La mañana en que Zarrúa vio
merodear a aquel jinete por el camino del eremitorio que pasaba junto a su
finca, la desazón se apoderó de él. Inmediatamente tomó los prismáticos y no le
cupo la menor duda: era Abdel.
Pese a que el jinete no hizo
intención de entrar en la finca y pasó la mañana vagando por aquellos parajes y por el cercano eremitorio,
el ingeniero no podía asumir aquel atrevimiento. Y, aunque temía que sus paseos
por los Cantos del Duende, si se hacían asiduos, terminaran relacionándole con
el jinete, no podía evidenciarse ante las autoridades denunciando aquella
presencia indeseada y, menos, entrar en contacto directo con el bereber.
Aquella insolencia era
imperdonable. La osadía del bereber no tenía nombre. ¿Hasta dónde pretendía
llegar? A aquel rifeño, se dijo para sí el ingeniero, le iba a pesar su
decisión. Había llegado demasiado lejos, pero no le daría oportunidad de dar un
paso más. No en vano Zarrúa había tenido tiempo de idear una solución para tal
eventualidad.
Quizás el enojo del ingeniero le
llevó a tomar una decisión que él consideró innocua para su fama y definitiva
para concluir con aquel problema. Una decisión que eludía a las autoridades, a
los militares de los que Abdel dependía y, sobre todo, que no dejaría ninguna
huella de su intervención en la resolución de aquel irritante asunto.
El ingeniero, iniciado en
alevosías en la vieja guerra africana y curtido en ellas en la reciente
contienda española, era en su madurez un perro viejo, con el alma encallecida, acostumbrado
a resolver los problemas más espinosos por vías inesperadas y expeditivas,
aquéllas que, para dirimir discretamente ciertas inquinas, solían emplearse en
tiempos bélicos.
En la Posada de las Ánimas
dijeron cuanto sabían a la policía. Desconocían el motivo por el que aquel
hombre llevaba una semana en la ciudad. Sólo sabían que llegó en tren, que
hablaba poco y que cada día salía a pasear a caballo por los alrededores.

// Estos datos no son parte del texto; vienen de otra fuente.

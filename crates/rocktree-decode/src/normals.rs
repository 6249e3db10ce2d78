//! Normal vector unpacking.

use crate::error::{DecodeError, DecodeResult};

/// Widen a quantized component stored with `bits` bits.
fn expand_bits(value: i32, bits: i32) -> i32 {
    if bits <= 4 {
        return (value << bits) + (value & ((1 << bits) - 1));
    }
    if bits <= 6 {
        let r = 8 - bits;
        let shifted = value << bits;
        return shifted + (shifted >> r) + (shifted >> r >> r) + (shifted >> r >> r >> r);
    }
    -(value & 1)
}

fn to_byte(component: f64) -> u8 {
    component.round().clamp(0.0, 255.0) as u8
}

/// Decode one octahedron-encoded normal into 3 bytes centred on 127.
fn decode_octahedral(a: f64, f: f64) -> [u8; 3] {
    let (mut b, mut c) = (a, f);
    let mut g = b + c;
    let mut h = b - c;
    let mut sign = 1.0;

    if !((0.5..=1.5).contains(&g) && (-0.5..=0.5).contains(&h)) {
        sign = -1.0;
        if g <= 0.5 {
            b = 0.5 - f;
            c = 0.5 - a;
        } else if g >= 1.5 {
            b = 1.5 - f;
            c = 1.5 - a;
        } else if h <= -0.5 {
            b = f - 0.5;
            c = a + 0.5;
        } else {
            b = f + 0.5;
            c = a - 0.5;
        }
        g = b + c;
        h = b - c;
    }

    let x = (2.0 * g - 1.0)
        .min(3.0 - 2.0 * g)
        .min((2.0 * h + 1.0).min(1.0 - 2.0 * h))
        * sign;
    let y = 2.0 * b - 1.0;
    let z = 2.0 * c - 1.0;
    let m = 127.0 / (x * x + y * y + z * z).sqrt();

    [
        to_byte(m * x + 127.0),
        to_byte(m * y + 127.0),
        to_byte(m * z + 127.0),
    ]
}

/// Unpack normal data from `NodeData`'s `for_normals` field.
///
/// This produces a lookup table of 3-byte normals that can be
/// indexed by the mesh's normals field.
///
/// Input format: little-endian u16 count, one byte of bit depth, then
/// `count` first components followed by `count` second components.
///
/// # Returns
///
/// A vector of RGB normal values (3 bytes per normal).
pub fn unpack_for_normals(for_normals: &[u8]) -> DecodeResult<Vec<u8>> {
    if for_normals.len() < 3 {
        return Err(DecodeError::InvalidLength {
            field: "for_normals",
            expected: 3,
            actual: for_normals.len(),
        });
    }

    let count = usize::from(u16::from_le_bytes([for_normals[0], for_normals[1]]));
    let bits = i32::from(for_normals[2]);
    let data = &for_normals[3..];
    if data.len() != 2 * count {
        return Err(DecodeError::InvalidLength {
            field: "for_normals",
            expected: 3 + 2 * count,
            actual: for_normals.len(),
        });
    }

    let mut table = Vec::with_capacity(3 * count);
    for i in 0..count {
        let a = f64::from(expand_bits(i32::from(data[i]), bits)) / 255.0;
        let f = f64::from(expand_bits(i32::from(data[count + i]), bits)) / 255.0;
        table.extend_from_slice(&decode_octahedral(a, f));
    }

    Ok(table)
}

/// Unpack per-vertex normals using the normal lookup table.
///
/// # Arguments
///
/// * `mesh_normals` - The mesh's normals field: `count` low bytes followed
///   by `count` high bytes of indices into the lookup table
/// * `table` - The unpacked normal lookup table from [`unpack_for_normals`]
///
/// # Returns
///
/// A vector of RGBA normal values (4 bytes per vertex, A is padding).
pub fn unpack_normals(mesh_normals: &[u8], table: &[u8]) -> DecodeResult<Vec<u8>> {
    if mesh_normals.len() % 2 != 0 {
        return Err(DecodeError::Misaligned {
            field: "normals",
            len: mesh_normals.len(),
            stride: 2,
        });
    }

    let count = mesh_normals.len() / 2;
    let table_len = table.len() / 3;
    let mut normals = Vec::with_capacity(4 * count);
    for i in 0..count {
        let j = usize::from(u16::from_le_bytes([mesh_normals[i], mesh_normals[count + i]]));
        if j >= table_len {
            return Err(DecodeError::IndexOutOfRange {
                field: "normals",
                index: j,
                len: table_len,
            });
        }
        normals.extend_from_slice(&table[3 * j..3 * j + 3]);
        normals.push(0);
    }

    Ok(normals)
}
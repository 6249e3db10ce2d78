//! Path and flags unpacking.

use crate::PathAndFlags;

/// Unpack path and flags from node metadata.
///
/// The `path_and_flags` field encodes:
/// - Lower 2 bits: Level - 1 (so level is 1-4)
/// - Next 3*level bits: Octant path digits (0-7), first digit lowest
/// - Remaining bits: Flags
///
/// # Arguments
///
/// * `path_and_flags` - The packed value from `NodeMetadata`
#[must_use]
pub fn unpack_path_and_flags(path_and_flags: u32) -> PathAndFlags {
    let level = 1 + (path_and_flags & 3) as usize;
    let mut rest = path_and_flags >> 2;

    let mut path = String::with_capacity(level);
    for _ in 0..level {
        path.push(char::from(b'0' + (rest & 7) as u8));
        rest >>= 3;
    }

    PathAndFlags {
        path,
        flags: rest,
        level,
    }
}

No
bebía, no se le conocían amistades en la localidad, no traía mujeres a la
posada y no salió ninguna noche excepto la última, tras recibir una nota de un
desconocido por la tarde.
Cuando los agentes de la policía
recogieron el cadáver, pensaron en un primer momento que se trataba de un
simple suicidio y, pese a ulteriores informaciones y pesquisas, no lo
descartaron tampoco posteriormente.
Aparte de algún dinero y efectos
personales, llevaba encima la tarjeta militar de un tal Abdel Jabbâr que
constaba como capitán de Infantería destinado en Ceuta. También encontraron en
las ropas del cadáver una nota escueta, escrita a máquina y sin firma, que
decía: “Te estaré esperando en un reservado del casino. Solucionaremos nuestro
asunto.”
Pero, puestos en contacto con la
Comandancia Militar de Ceuta, se les aseguró que dicho oficial no tenía destino
allí. Sin embargo, la misma Comandancia, pidió a las autoridades que tomaran las
huellas dactilares del cadáver y las enviaran al Servicio de Información del
Alto Estado Mayor. Eso hizo pensar a la policía que, aunque la Comandancia no
reconocía al fallecido con destino en la misma, sí tenía otras referencias de
él. Pero no osaron pedir más detalles porque, entonces, el que la policía
hubiese pedido explicaciones al Servicio de Información Militar habría sido un
atrevimiento similar a que un monaguillo le pidiera cuentas a un obispo.
Habían sido los primeros
viandantes los que aquella mañana, al atravesar el puente sobre el gran tajo
que separaba los dos barrios principales de la localidad, localizaron en su
seno, casi cien metros por debajo, el manchón sangriento de aquel cuerpo
estrellado en las rocas.
No era fiable la documentación
hallada en el cadáver. Ninguno de los socios del casino conocía al interfecto,
así que no era plausible que hubiese quedado la noche de su muerte con alguno.
La policía, aparte del suicidio y sin descartar cualquier otra hipótesis, para
no caer en fáciles errores, pensó que el muerto pudo ser objeto de una trampa.
En ese sentido, y no siendo el
difunto habitual en el lugar, dedujeron que bien podría tratarse de un ajuste
de cuentas entre delincuentes o un asunto del maquis. Pues, en aquel año de
1942, aún había algunas partidas de aquella especie de delincuentes politizados
con los que la Guardia Civil no conseguía acabar.
Aquel cadáver fue enterrado en la
fosa común y, pasado el tiempo, nada concluyente llegó a saberse sobre su fin.